Frederick Allen Aldrich AB, M.Sc., Ph.D. was a prominent marine biologist and educator. He is best remembered for his research on giant squid.

Georg Baur (1859–1898) was a German vertebrate paleontologist and Neo-Lamarckian who studied reptiles of the Galapagos Islands, particularly the Galápagos tortoises, in the 1890s. He is perhaps best known for his subsidence theory of the origin of the Galapagos Islands, where he postulated the islands were the remains of a former landmass, connected to South America via Cocos Island.

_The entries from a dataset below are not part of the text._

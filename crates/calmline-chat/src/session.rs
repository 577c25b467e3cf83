//! Chat session: the submission entry point.

use crate::composer::ReplyComposer;
use crate::types::{Conversation, Exchange, Message, Role};

/// Owns the conversation and turns submitted text into exchanges.
#[derive(Debug, Default)]
pub struct ChatSession {
    conversation: Conversation,
    composer: ReplyComposer,
}

impl ChatSession {
    pub fn new() -> Self {
        Self::default()
    }

    /// Submit user text.
    ///
    /// Whitespace-only text is ignored and returns `None`. Otherwise the
    /// trimmed text is appended as a user message, a reply is composed
    /// against the updated history and appended as an assistant message.
    pub fn submit(&mut self, text: &str) -> Option<Exchange> {
        let content = text.trim();
        if content.is_empty() {
            tracing::debug!("Ignoring empty submission");
            return None;
        }

        let user = Message::new(Role::User, content.to_string());
        self.conversation.push(user.clone());

        let reply_text = self
            .composer
            .compose(content, self.conversation.messages());
        let reply = Message::new(Role::Assistant, reply_text);
        self.conversation.push(reply.clone());

        tracing::debug!(
            user_id = %user.id,
            reply_id = %reply.id,
            messages = self.conversation.len(),
            "Exchange appended"
        );
        Some(Exchange { user, reply })
    }

    pub fn conversation(&self) -> &Conversation {
        &self.conversation
    }

    pub fn messages(&self) -> &[Message] {
        self.conversation.messages()
    }
}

Herbert Hutchinson Brimley was a self-trained zoologist and long-time director of the North Carolina Museum of Natural Sciences. His brother, C.S. Brimley, was also a zoologist who worked at the same museum. Both Brimley brothers are buried at Historic Oakwood Cemetery in Raleigh.

William Keith Brooks was an American zoologist, born in Cleveland, Ohio, March 25, 1848. Brooks studied embryological development in invertebrates and founded a marine biological laboratory where he and others studied heredity. His best known book, The Oyster, was first published in 1891 and has been reprinted many times.
Nathan Augustus Cobb is known as "the father of nematology in the United States".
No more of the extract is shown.